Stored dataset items
┌────────

//! `drt-dispatch`: online request dispatch and charging planning.
//!
//! # Crate layout
//!
//! | Module         | Contents                                                  |
//! |----------------|-----------------------------------------------------------|
//! | [`dispatcher`] | `Dispatcher` (one cycle over pending requests)            |
//! | [`insertion`]  | candidate evaluation, `Insertion`, `commit`, `retract`    |
//! | [`candidate`]  | `CandidatePolicy`, `AllVehicles`, `DesignatedVehicles`    |
//! | [`cost`]       | `CostFunction`                                            |
//! | [`charging`]   | `ChargingPlanner` for idle electric vehicles              |
//! | [`config`]     | `DispatchConfig`, `ChargingPolicy`                        |
//! | [`report`]     | `DispatchReport`, `Rejection`, `RejectionReason`          |
//! | [`error`]      | `DispatchError`, `DispatchResult<T>`                      |
//!
//! # Feature flags
//!
//! | Flag       | Effect                                                    |
//! |------------|-----------------------------------------------------------|
//! | `parallel` | Evaluate candidate vehicles with Rayon.                   |
//! | `serde`    | Derives `Serialize`/`Deserialize` on the config types.    |

pub mod candidate;
pub mod charging;
pub mod config;
pub mod cost;
pub mod dispatcher;
mod energy;
pub mod error;
pub mod insertion;
pub mod report;

#[cfg(test)]
mod tests;

pub use candidate::{AllVehicles, CandidatePolicy, DesignatedVehicles};
pub use charging::{ChargingPlanner, StepGrid};
pub use config::{ChargingPolicy, DispatchConfig};
pub use cost::{CostFunction, CostInputs};
pub use dispatcher::Dispatcher;
pub use error::{DispatchError, DispatchResult};
pub use insertion::{Insertion, InsertionContext, commit, evaluate, retract};
pub use report::{
    Assignment, ChargingAssignment, DispatchReport, InfeasibleRequest, Rejection, RejectionReason,
};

└────────

If a line of the data contains the word "AllVehicles", it should be counted; state the total and nothing more.

2